The Old State House at 25 The Green in Dover will present a program of poetry written about the Underground Railroad and slavery in the United States at 1 p.m., Saturday, April 5.
The program will feature Bridgeville poet Thurman W. Adams reading his own works, as well as Old State House staff members reading poems by John W. Franklin, Robert Hayden, Harriet Beecher Stowe and others. The program will also include African-American spirituals and other works performed by the First Baptist Church of Cheswold Inspirational Choir. In addition to the Underground Railroad poetry program, The Old State House will be open for visitation and tours from 9 a.m. to 4:30 p.m.
“Delaware and the Underground Railroad Through Poetry” is presented in conjunction with First Saturday in the First State, a monthly series of events sponsored by the First State Heritage Park. Admission is free and open to the public. For more information, call 302-744-5055.
The First State’s role in the Underground Railroad is explored in the exhibit An Illegal Activity: The Underground Railroad in Delaware that is currently on display at the First State Heritage Park Welcome Center and Galleries a few blocks away from The Old State House at 121 Martin Luther King Jr. Blvd..
Poet, historian and retired farmer, Adams (born in 1948) of Bridgeville, is a former member of the Board of Trustees of Delaware Technical Community College, founder and first president of the Bridgeville Historical Society and former vice president and board member of the William H. Ross Mansion and Plantation of the Seaford Historical Society.

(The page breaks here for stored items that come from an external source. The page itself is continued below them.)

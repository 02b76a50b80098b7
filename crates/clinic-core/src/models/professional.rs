//! Professional models.

use serde::{Deserialize, Serialize};
use uuid::Uuid;

use super::status::RecordStatus;

/// A medical professional, as stored in the `professionals` table.
#[derive(Debug, Clone, Serialize, Deserialize, PartialEq)]
pub struct Professional {
    /// Time-ordered UUID (v7), assigned by the caller at registration
    pub id: Uuid,
    /// Full name (3-255 characters)
    pub name: String,
    /// Specialty, free text (see [`super::Specialty`] for the usual ones)
    pub specialty: String,
    /// Council registration number (e.g. "CRM 12345"), unique
    pub license_number: String,
    /// Consultation length, free text (minutes)
    pub duration: String,
    /// Consultation fee, free text
    pub fee: Option<String>,
    /// Comma-separated day codes (e.g. "MON,TUE,WED")
    pub weekdays: Option<String>,
    /// Soft-delete marker
    pub status: RecordStatus,
}

impl Professional {
    /// Check if the professional is currently active.
    pub fn is_active(&self) -> bool {
        self.status.is_active()
    }

    /// Split the weekday codes into a list.
    pub fn weekday_codes(&self) -> Vec<&str> {
        self.weekdays
            .as_deref()
            .map(|days| {
                days.split(',')
                    .map(str::trim)
                    .filter(|d| !d.is_empty())
                    .collect()
            })
            .unwrap_or_default()
    }
}

/// Fields required to register a professional. Status always starts active.
#[derive(Debug, Clone, Serialize, Deserialize, PartialEq)]
pub struct NewProfessional {
    pub id: Uuid,
    pub name: String,
    pub specialty: String,
    pub license_number: String,
    pub duration: String,
    pub fee: Option<String>,
    pub weekdays: Option<String>,
}

/// Editable professional fields. `license_number` and `status` are not
/// part of the set.
#[derive(Debug, Clone, Serialize, Deserialize, PartialEq)]
pub struct ProfessionalEdit {
    pub name: String,
    pub specialty: String,
    pub duration: String,
    pub fee: Option<String>,
    pub weekdays: Option<String>,
}
//! Patient models.

use chrono::{DateTime, NaiveDate, Utc};
use serde::{Deserialize, Serialize};
use uuid::Uuid;

use super::status::RecordStatus;

/// A registered patient, as stored in the `patients` table.
#[derive(Debug, Clone, Serialize, Deserialize, PartialEq)]
pub struct Patient {
    /// Time-ordered UUID (v7), assigned by the caller at registration
    pub id: Uuid,
    /// Full name (3-100 characters)
    pub name: String,
    /// Contact phone
    pub phone: String,
    /// National tax ID (CPF), unique per patient
    pub cpf: String,
    /// Date of birth
    pub birth_date: NaiveDate,
    /// Contact email
    pub email: String,
    /// Street address
    pub address: String,
    /// Blood type (e.g. "O+")
    pub blood_type: String,
    /// Free-form reception notes
    pub notes: Option<String>,
    /// Soft-delete marker
    pub status: RecordStatus,
    /// Set by the database on insert
    pub created_at: DateTime<Utc>,
    /// Set by the database on every mutation; `None` until the first one
    pub updated_at: Option<DateTime<Utc>>,
}

impl Patient {
    /// Check if the patient has not been inactivated.
    pub fn is_active(&self) -> bool {
        self.status.is_active()
    }
}

/// Fields required to register a patient.
#[derive(Debug, Clone, Serialize, Deserialize, PartialEq)]
pub struct NewPatient {
    pub id: Uuid,
    pub name: String,
    pub phone: String,
    pub cpf: String,
    pub birth_date: NaiveDate,
    pub email: String,
    pub address: String,
    pub blood_type: String,
    pub notes: Option<String>,
}

/// Editable patient fields. `id`, `cpf` and `birth_date` are immutable.
#[derive(Debug, Clone, Serialize, Deserialize, PartialEq)]
pub struct PatientEdit {
    pub name: String,
    pub phone: String,
    pub email: String,
    pub address: String,
    pub notes: Option<String>,
}
// 该文件是 Kanjian （看见） 项目的一部分。
// src/output/record_output.rs - 文本记录输出
//
// 本文件根据 Apache 许可证第 2.0 版（以下简称“许可证”）授权使用；
// 除非遵守该许可证条款，否则您不得使用本文件。
// 您可通过以下网址获取许可证副本：
// http://www.apache.org/licenses/LICENSE-2.0
// 除非适用法律要求或书面同意，根据本许可协议分发的软件均按“原样”提供，
// 不附带任何形式的明示或暗示的保证或条件。
// 有关许可权限与限制的具体条款，请参阅本许可协议。
//
// Copyright (C) 2026 Johann Li <me@qinka.pro>, Wareless Group

use std::{
  fs::File,
  io::{BufWriter, Write},
  path::PathBuf,
};

use thiserror::Error;
use tracing::info;
use url::Url;

use crate::{
  ErrorKind, FromUrl, FromUrlWithScheme, UrlPathError,
  bitmap::DecodedImage,
  labels::Labels,
  output::{Render, label_name},
  ranking::RankedResult,
};

#[derive(Error, Debug)]
pub enum RecordOutputError {
  #[error("URI 方案不匹配")]
  SchemeMismatch,
  #[error("无效的输出路径: {0}")]
  InvalidPath(#[from] UrlPathError),
  #[error("I/O 错误: {0}")]
  IoError(#[from] std::io::Error),
}

impl RecordOutputError {
  pub fn kind(&self) -> ErrorKind {
    match self {
      RecordOutputError::SchemeMismatch | RecordOutputError::InvalidPath(_) => ErrorKind::Format,
      RecordOutputError::IoError(_) => ErrorKind::Io,
    }
  }
}

/// 将结果写入文本文件，每行 `标签, 置信度`
///
/// `record:///path/result.txt`，追加 `?record=id` 时以类别编号代替名称。
#[derive(Debug)]
pub struct RecordOutput {
  path: PathBuf,
  label_with_name: bool,
  labels: Option<Labels>,
}

impl FromUrlWithScheme for RecordOutput {
  const SCHEME: &'static str = "record";
}

impl FromUrl for RecordOutput {
  type Error = RecordOutputError;

  fn from_url(url: &Url) -> Result<Self, Self::Error> {
    if url.scheme() != Self::SCHEME {
      return Err(RecordOutputError::SchemeMismatch);
    }

    let label_with_name = !url
      .query_pairs()
      .any(|(k, v)| k == "record" && v == "id");

    Ok(RecordOutput {
      path: crate::url_file_path(url)?,
      label_with_name,
      labels: None,
    })
  }
}

impl RecordOutput {
  pub fn with_labels(mut self, labels: Labels) -> Self {
    self.labels = Some(labels);
    self
  }

  pub fn records(&self, result: &RankedResult) -> Vec<String> {
    result
      .iter()
      .map(|item| {
        let name = if self.label_with_name {
          label_name(self.labels.as_ref(), item.class_index)
        } else {
          format!("{}", item.class_index)
        };
        format!("{}, {:.4}", name, item.score)
      })
      .collect()
  }
}

impl Render<DecodedImage, RankedResult> for RecordOutput {
  type Error = RecordOutputError;

  fn render_result(&self, _frame: &DecodedImage, result: &RankedResult) -> Result<(), Self::Error> {
    let records = self.records(result);
    let mut writer = BufWriter::new(File::create(&self.path)?);
    for record in &records {
      writeln!(writer, "{}", record)?;
    }
    writer.flush()?;
    info!("写入 {} 条记录到 {}", records.len(), self.path.display());
    Ok(())
  }
}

Adams traces his American ancestry to Jamestown, Va., the first permanent English settlement in North America. He is the seventh great-grandson of Benjamin Franklin; fifth great-grandson of William Ross, a member of the Delaware Committee of Safety during the American Revolutionary War; and nephew of the late Delaware Senate President Pro Tem Thurman Adams Jr., the longest-serving member in the history of the Delaware Senate.
Members of the Ross side of Adams’ family who were living in Dorchester County, Md., were the owners of Araminta Harriet Ross, whose married name was Harriet Tubman. After her escape from slavery in 1849, Tubman became a conductor on the Underground Railroad, leading more than 300 slaves to freedom on more than 20 separate trips through Maryland and Delaware.